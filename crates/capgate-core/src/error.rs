//! The authorization error kind.
//!
//! Every authorization failure collapses into [`AuthorizationError`], which a
//! transport always surfaces as "forbidden". Failures raised by a resource's
//! own handler or modifiers are not authorization errors and never pass
//! through this type.

use serde::{Deserialize, Serialize};
use std::fmt;
use thiserror::Error;

use crate::action::RequiredAction;
use crate::policy::Policy;

/// Machine-readable reason for an authorization failure.
#[derive(Debug, Clone, Copy, PartialEq, Eq, Hash, Serialize, Deserialize)]
#[serde(rename_all = "snake_case")]
pub enum DenialReason {
    /// No resource is registered under the requested code.
    ResourceNotFound,
    /// A matching policy has effect deny.
    Denied,
    /// At least one required action has no covering policy.
    Unmatched,
    /// A modify policy names a modifier the resource does not declare.
    UnknownModifier,
    /// A modify policy's argument fails the modifier's schema.
    InvalidModifierArg,
}

impl DenialReason {
    /// Stable snake_case code for logs and transport payloads.
    #[must_use]
    pub fn code(self) -> &'static str {
        match self {
            Self::ResourceNotFound => "resource_not_found",
            Self::Denied => "denied",
            Self::Unmatched => "unmatched",
            Self::UnknownModifier => "unknown_modifier",
            Self::InvalidModifierArg => "invalid_modifier_arg",
        }
    }
}

impl fmt::Display for DenialReason {
    fn fmt(&self, f: &mut fmt::Formatter<'_>) -> fmt::Result {
        f.write_str(self.code())
    }
}

/// Authorization failure with its diagnostic payload.
#[derive(Debug, Clone, PartialEq, Error)]
pub enum AuthorizationError {
    /// The resource code is not registered.
    #[error("forbidden: resource '{code}' not found")]
    ResourceNotFound {
        /// Requested resource code.
        code: String,
    },

    /// A matching policy denied an action.
    #[error("forbidden: {action} denied by policy '{policy}'")]
    Denied {
        /// The first denying policy encountered.
        policy: Box<Policy>,
        /// The action it denied.
        action: RequiredAction,
    },

    /// Some required actions were not covered by any allow/modify policy.
    #[error("forbidden: {} required action(s) not covered by any policy", unmatched.len())]
    Unmatched {
        /// Uncovered actions, in extraction order.
        unmatched: Vec<RequiredAction>,
    },

    /// A modify policy names a modifier the resource does not declare.
    #[error("forbidden: resource '{resource}' declares no modifier '{modifier}'")]
    UnknownModifier {
        /// Resource code.
        resource: String,
        /// Requested modifier code.
        modifier: String,
    },

    /// A modify policy's argument was rejected by the modifier's schema.
    ///
    /// `detail` is kept for operators and never rendered by `Display`.
    #[error("forbidden: invalid policy configuration for modifier '{modifier}'")]
    InvalidModifierArg {
        /// Resource code.
        resource: String,
        /// Modifier code.
        modifier: String,
        /// Validator message.
        detail: String,
    },
}

impl AuthorizationError {
    /// Create a not-found error.
    #[must_use]
    pub fn not_found(code: impl Into<String>) -> Self {
        Self::ResourceNotFound { code: code.into() }
    }

    /// Create a denied error.
    #[must_use]
    pub fn denied(policy: Policy, action: RequiredAction) -> Self {
        Self::Denied {
            policy: Box::new(policy),
            action,
        }
    }

    /// The machine-readable reason.
    #[must_use]
    pub fn reason(&self) -> DenialReason {
        match self {
            Self::ResourceNotFound { .. } => DenialReason::ResourceNotFound,
            Self::Denied { .. } => DenialReason::Denied,
            Self::Unmatched { .. } => DenialReason::Unmatched,
            Self::UnknownModifier { .. } => DenialReason::UnknownModifier,
            Self::InvalidModifierArg { .. } => DenialReason::InvalidModifierArg,
        }
    }

    /// Whether a transport should answer "forbidden". Always true.
    #[must_use]
    pub fn is_forbidden(&self) -> bool {
        true
    }
}

/// Result type for authorization operations.
pub type AuthorizationResult<T> = Result<T, AuthorizationError>;

#[cfg(test)]
mod tests {
    use super::*;

    #[test]
    fn test_reason_codes() {
        let err = AuthorizationError::not_found("users");
        assert_eq!(err.reason(), DenialReason::ResourceNotFound);
        assert_eq!(err.reason().code(), "resource_not_found");
        assert!(err.is_forbidden());

        let err = AuthorizationError::denied(
            Policy::deny("users", "read"),
            RequiredAction::new("users", "read"),
        );
        assert_eq!(err.reason().to_string(), "denied");
    }

    #[test]
    fn test_invalid_arg_display_hides_detail() {
        let err = AuthorizationError::InvalidModifierArg {
            resource: "users".to_string(),
            modifier: "limit".to_string(),
            detail: "\"abc\" is not of type \"integer\"".to_string(),
        };
        let rendered = err.to_string();
        assert!(rendered.starts_with("forbidden"));
        assert!(!rendered.contains("integer"));
    }

    #[test]
    fn test_unmatched_display_counts_actions() {
        let err = AuthorizationError::Unmatched {
            unmatched: vec![
                RequiredAction::new("a", "read"),
                RequiredAction::new("b", "read"),
            ],
        };
        assert_eq!(
            err.to_string(),
            "forbidden: 2 required action(s) not covered by any policy"
        );
    }
}
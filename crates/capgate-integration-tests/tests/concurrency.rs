//! Concurrent invocations sharing one registry.

mod common;

use std::sync::Arc;

use capgate_audit::AccessDecision;
use capgate_runtime::Acquire;
use capgate_test::{allow, echo_resource, modify, test_principal};
use common::Harness;
use serde_json::json;

#[tokio::test(flavor = "multi_thread", worker_threads = 4)]
async fn test_parallel_invocations_are_independent() {
    let harness = Arc::new(Harness::new());
    harness.registry.register(echo_resource("echo"));

    let mut tasks = Vec::new();
    for i in 0..64_u64 {
        let harness = Arc::clone(&harness);
        tasks.push(tokio::spawn(async move {
            let principal = if i % 2 == 0 {
                test_principal(vec![allow("echo", "read")])
            } else {
                test_principal(vec![modify("users", "read", "tag")])
            };
            let code = if i % 2 == 0 { "echo" } else { "users" };
            principal
                .acquire(&harness.registry, code)
                .unwrap()
                .call(json!({"id": i}))
                .await
                .unwrap()
        }));
    }

    let outputs: Vec<_> = futures::future::join_all(tasks)
        .await
        .into_iter()
        .map(Result::unwrap)
        .collect();

    for (i, output) in outputs.iter().enumerate() {
        assert_eq!(output["id"], json!(i));
        if i % 2 == 1 {
            assert_eq!(output["tags"], json!(["tag"]));
        }
    }

    assert_eq!(harness.audit.count(AccessDecision::Allowed), 32);
    assert_eq!(harness.audit.count(AccessDecision::Filtered), 32);
}

#[tokio::test(flavor = "multi_thread", worker_threads = 4)]
async fn test_registration_races_keep_one_resource() {
    let harness = Arc::new(Harness::new());

    let tasks: Vec<_> = (0..16)
        .map(|_| {
            let harness = Arc::clone(&harness);
            tokio::spawn(async move { harness.registry.register(echo_resource("shared")) })
        })
        .collect();

    let registered: Vec<_> = futures::future::join_all(tasks)
        .await
        .into_iter()
        .map(Result::unwrap)
        .collect();

    assert!(registered.iter().all(|r| Arc::ptr_eq(r, &registered[0])));
    assert_eq!(harness.registry.len(), 2);
}

#[tokio::test]
async fn test_bound_invocation_is_reusable() {
    let harness = Harness::new();
    let invocation = test_principal(vec![allow("users", "read")])
        .acquire(&harness.registry, "users")
        .unwrap();

    let calls = (1..=3).map(|i| {
        let invocation = invocation.clone();
        async move { invocation.call(json!({"id": i})).await }
    });
    let outputs = futures::future::try_join_all(calls).await.unwrap();

    assert_eq!(outputs.len(), 3);
    assert_eq!(harness.audit.count(AccessDecision::Allowed), 3);
}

## INSTRUCTIONS FOR THE TASK
Please copy the entire listing, leaving each line exactly as written.

## COMPLETED TASK
filename crates/capgate-core/src/error.rs
//! The authorization error kind.
//!
//! Every authorization failure collapses into [`AuthorizationError`], which a
//! transport always surfaces as "forbidden". Failures raised by a resource's
//! own handler or modifiers are not authorization errors and never pass
//! through this type.

use serde::{Deserialize, Serialize};
use std::fmt;
use thiserror::Error;

use crate::action::RequiredAction;
use crate::policy::Policy;

/// Machine-readable reason for an authorization failure.
#[derive(Debug, Clone, Copy, PartialEq, Eq, Hash, Serialize, Deserialize)]
#[serde(rename_all = "snake_case")]
pub enum DenialReason {
    /// No resource is registered under the requested code.
    ResourceNotFound,
    /// A matching policy has effect deny.
    Denied,
    /// At least one required action has no covering policy.
    Unmatched,
    /// A modify policy names a modifier the resource does not declare.
    UnknownModifier,
    /// A modify policy's argument fails the modifier's schema.
    InvalidModifierArg,
}

impl DenialReason {
    /// Stable snake_case code for logs and transport payloads.
    #[must_use]
    pub fn code(self) -> &'static str {
        match self {
            Self::ResourceNotFound => "resource_not_found",
            Self::Denied => "denied",
            Self::Unmatched => "unmatched",
            Self::UnknownModifier => "unknown_modifier",
            Self::InvalidModifierArg => "invalid_modifier_arg",
        }
    }
}

impl fmt::Display for DenialReason {
    fn fmt(&self, f: &mut fmt::Formatter<'_>) -> fmt::Result {
        f.write_str(self.code())
    }
}

/// Authorization failure with its diagnostic payload.
#[derive(Debug, Clone, PartialEq, Error)]
pub enum AuthorizationError {
    /// The resource code is not registered.
    #[error("forbidden: resource '{code}' not found")]
    ResourceNotFound {
        /// Requested resource code.
        code: String,
    },

    /// A matching policy denied an action.
    #[error("forbidden: {action} denied by policy '{policy}'")]
    Denied {
        /// The first denying policy encountered.
        policy: Box<Policy>,
        /// The action it denied.
        action: RequiredAction,
    },

    /// Some required actions were not covered by any allow/modify policy.
    #[error("forbidden: {} required action(s) not covered by any policy", unmatched.len())]
    Unmatched {
        /// Uncovered actions, in extraction order.
        unmatched: Vec<RequiredAction>,
    },

    /// A modify policy names a modifier the resource does not declare.
    #[error("forbidden: resource '{resource}' declares no modifier '{modifier}'")]
    UnknownModifier {
        /// Resource code.
        resource: String,
        /// Requested modifier code.
        modifier: String,
    },

    /// A modify policy's argument was rejected by the modifier's schema.
    ///
    /// `detail` is kept for operators and never rendered by `Display`.
    #[error("forbidden: invalid policy configuration for modifier '{modifier}'")]
    InvalidModifierArg {
        /// Resource code.
        resource: String,
        /// Modifier code.
        modifier: String,
        /// Validator message.
        detail: String,
    },
}

impl AuthorizationError {
    /// Create a not-found error.
    #[must_use]
    pub fn not_found(code: impl Into<String>) -> Self {
        Self::ResourceNotFound { code: code.into() }
    }

    /// Create a denied error.
    #[must_use]
    pub fn denied(policy: Policy, action: RequiredAction) -> Self {
        Self::Denied {
            policy: Box::new(policy),
            action,
        }
    }

    /// The machine-readable reason.
    #[must_use]
    pub fn reason(&self) -> DenialReason {
        match self {
            Self::ResourceNotFound { .. } => DenialReason::ResourceNotFound,
            Self::Denied { .. } => DenialReason::Denied,
            Self::Unmatched { .. } => DenialReason::Unmatched,
            Self::UnknownModifier { .. } => DenialReason::UnknownModifier,
            Self::InvalidModifierArg { .. } => DenialReason::InvalidModifierArg,
        }
    }

    /// Whether a transport should answer "forbidden". Always true.
    #[must_use]
    pub fn is_forbidden(&self) -> bool {
        true
    }
}

/// Result type for authorization operations.
pub type AuthorizationResult<T> = Result<T, AuthorizationError>;

#[cfg(test)]
mod tests {
    use super::*;

    #[test]
    fn test_reason_codes() {
        let err = AuthorizationError::not_found("users");
        assert_eq!(err.reason(), DenialReason::ResourceNotFound);
        assert_eq!(err.reason().code(), "resource_not_found");
        assert!(err.is_forbidden());

        let err = AuthorizationError::denied(
            Policy::deny("users", "read"),
            RequiredAction::new("users", "read"),
        );
        assert_eq!(err.reason().to_string(), "denied");
    }

    #[test]
    fn test_invalid_arg_display_hides_detail() {
        let err = AuthorizationError::InvalidModifierArg {
            resource: "users".to_string(),
            modifier: "limit".to_string(),
            detail: "\"abc\" is not of type \"integer\"".to_string(),
        };
        let rendered = err.to_string();
        assert!(rendered.starts_with("forbidden"));
        assert!(!rendered.contains("integer"));
    }

    #[test]
    fn test_unmatched_display_counts_actions() {
        let err = AuthorizationError::Unmatched {
            unmatched: vec![
                RequiredAction::new("a", "read"),
                RequiredAction::new("b", "read"),
            ],
        };
        assert_eq!(
            err.to_string(),
            "forbidden: 2 required action(s) not covered by any policy"
        );
    }
}
filename crates/capgate-integration-tests/tests/concurrency.rs
//! Concurrent invocations sharing one registry.

mod common;

use std::sync::Arc;

use capgate_audit::AccessDecision;
use capgate_runtime::Acquire;
use capgate_test::{allow, echo_resource, modify, test_principal};
use common::Harness;
use serde_json::json;

#[tokio::test(flavor = "multi_thread", worker_threads = 4)]
async fn test_parallel_invocations_are_independent() {
    let harness = Arc::new(Harness::new());
    harness.registry.register(echo_resource("echo"));

    let mut tasks = Vec::new();
    for i in 0..64_u64 {
        let harness = Arc::clone(&harness);
        tasks.push(tokio::spawn(async move {
            let principal = if i % 2 == 0 {
                test_principal(vec![allow("echo", "read")])
            } else {
                test_principal(vec![modify("users", "read", "tag")])
            };
            let code = if i % 2 == 0 { "echo" } else { "users" };
            principal
                .acquire(&harness.registry, code)
                .unwrap()
                .call(json!({"id": i}))
                .await
                .unwrap()
        }));
    }

    let outputs: Vec<_> = futures::future::join_all(tasks)
        .await
        .into_iter()
        .map(Result::unwrap)
        .collect();

    for (i, output) in outputs.iter().enumerate() {
        assert_eq!(output["id"], json!(i));
        if i % 2 == 1 {
            assert_eq!(output["tags"], json!(["tag"]));
        }
    }

    assert_eq!(harness.audit.count(AccessDecision::Allowed), 32);
    assert_eq!(harness.audit.count(AccessDecision::Filtered), 32);
}

#[tokio::test(flavor = "multi_thread", worker_threads = 4)]
async fn test_registration_races_keep_one_resource() {
    let harness = Arc::new(Harness::new());

    let tasks: Vec<_> = (0..16)
        .map(|_| {
            let harness = Arc::clone(&harness);
            tokio::spawn(async move { harness.registry.register(echo_resource("shared")) })
        })
        .collect();

    let registered: Vec<_> = futures::future::join_all(tasks)
        .await
        .into_iter()
        .map(Result::unwrap)
        .collect();

    assert!(registered.iter().all(|r| Arc::ptr_eq(r, &registered[0])));
    assert_eq!(harness.registry.len(), 2);
}

#[tokio::test]
async fn test_bound_invocation_is_reusable() {
    let harness = Harness::new();
    let invocation = test_principal(vec![allow("users", "read")])
        .acquire(&harness.registry, "users")
        .unwrap();

    let calls = (1..=3).map(|i| {
        let invocation = invocation.clone();
        async move { invocation.call(json!({"id": i})).await }
    });
    let outputs = futures::future::try_join_all(calls).await.unwrap();

    assert_eq!(outputs.len(), 3);
    assert_eq!(harness.audit.count(AccessDecision::Allowed), 3);
}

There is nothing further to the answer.